Chromene derivatives bearing oxymethyl-12-crown-4 ( 1 ), -15-crown-5 ( 2 ), -18-crown-6 ( 3 ) ether moieties, and non-cyclic analogue ( 4 ) were synthesized, and their metal ion binding properties and photochromism were examined. NMR titration with alkali metal ions revealed that 1 formed a 1:2 complex (metal ion: ligand) with Na +, while Li + afforded a 1:1 complex of 1 . In cases of K + and Rb +, the complexes were a mixture of 1:1 and 1:2 complexes, but the formation of 1:1 complex was observed again with Cs +. Under UV irradiation, however, the complex stoichiometry of 1 with all alkali metal ions was 1:1. As a comparison of NMR spectra between the Li + and Na + complexes of 1 indicated considerable upfield shift for the chromene moiety of the Na + complex, π–π stacking of the chromene moiety seems to induce formation of the 1:2 complex.

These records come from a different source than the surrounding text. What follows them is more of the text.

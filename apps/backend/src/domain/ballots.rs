//! Move-ballot aggregation and the turn resolution policy.
//!
//! Resolution is deliberately non-majoritarian: once the voting wait ends,
//! the played move is drawn uniformly from the submitted ballots (each
//! submission one ticket), or uniformly from the legal-move set when nobody
//! voted. A move three players chose and a move one player chose have equal
//! odds. This mirrors the "picking randomly" behavior the game is built
//! around and must not be "fixed" into a plurality vote.

use rand::prelude::IndexedRandom;
use rand::Rng;

use crate::domain::snapshot::{BallotEntry, TurnRecord};
use crate::domain::team::Team;
use crate::errors::DomainError;

/// Quorum: ballots from the acting team reach its active-player count, so
/// waiting longer cannot change the ballot set. AI ballots arrive through the
/// same submission path and count like any other.
pub fn quorum_reached(team: &Team) -> bool {
    team.ballot_count() >= team.active_count()
}

/// Live ballots in roster order.
pub fn submitted_moves(team: &Team) -> Vec<String> {
    team.players
        .iter()
        .filter_map(|p| p.ballot.clone())
        .collect()
}

/// Pick the move to play: uniform among `submitted` if any, else uniform
/// among `legal`.
///
/// Both sets empty is an invariant violation: the orchestrator only resolves
/// while the board still has legal moves.
pub fn resolve_move<R: Rng + ?Sized>(
    submitted: &[String],
    legal: &[String],
    rng: &mut R,
) -> Result<String, DomainError> {
    let pool = if submitted.is_empty() { legal } else { submitted };
    pool.choose(rng)
        .cloned()
        .ok_or_else(|| DomainError::invariant("no candidate moves to resolve"))
}

/// Capture the turn's full ballot partition for the history.
///
/// Every ballot whose text equals the chosen move is tagged selected; the
/// rest are alternates. When no submission matched (nobody voted, or the
/// random legal pick differed from every ballot) a synthetic player-less
/// selected entry records the move actually played.
pub fn ballot_snapshot(team: &Team, fen_before: String, chosen: &str) -> TurnRecord {
    let mut selected = Vec::new();
    let mut alts = Vec::new();
    for player in &team.players {
        if let Some(notation) = &player.ballot {
            let entry = BallotEntry {
                player: Some(player.name.clone()),
                notation: notation.clone(),
            };
            if notation == chosen {
                selected.push(entry);
            } else {
                alts.push(entry);
            }
        }
    }
    if selected.is_empty() {
        selected.push(BallotEntry {
            player: None,
            notation: chosen.to_string(),
        });
    }
    TurnRecord {
        fen: fen_before,
        turn: team.color,
        selected,
        alts,
    }
}
//! Process-wide AI display-name pool.
//!
//! Loaded once at first use from the file named by `MOLE_NAMES_FILE`
//! (default `resources/molenames.txt`), one name per line. A missing or
//! unreadable file degrades to an empty pool; AI-fill then cannot satisfy
//! capacity and `start()` fails with "too few players".

use std::env;
use std::fs;

use once_cell::sync::Lazy;
use tracing::{info, warn};

const DEFAULT_NAMES_FILE: &str = "resources/molenames.txt";

pub static NAME_POOL: Lazy<Vec<String>> = Lazy::new(|| {
    let path = env::var("MOLE_NAMES_FILE").unwrap_or_else(|_| DEFAULT_NAMES_FILE.to_string());
    load_name_pool(&path)
});

/// Read a name pool from `path`: one name per line, trimmed, blanks skipped.
pub fn load_name_pool(path: &str) -> Vec<String> {
    match fs::read_to_string(path) {
        Ok(contents) => {
            let names: Vec<String> = contents
                .lines()
                .map(str::trim)
                .filter(|line| !line.is_empty())
                .map(str::to_string)
                .collect();
            info!(path, count = names.len(), "loaded AI name pool");
            names
        }
        Err(err) => {
            warn!(path, error = %err, "name pool unavailable, AI-fill disabled");
            Vec::new()
        }
    }
}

These results indicate that the chromene moiety is not only to show photochromism but also to induce aggregation to form the 1:2 complex resulted in switching of the complex stoichiometry by UV irradiation. The formation of 1:2 complex appeared only with 1 because flexibility of the crown moieties for 2 and 3 interfered the formation of 1:2 complex. Studies on photochromism in the presence of a metal ion demonstrated that the chromene derivatives bearing crown ether moieties show ion-responsive photochromism depending on the metal ion binding ability of their crown ether moieties.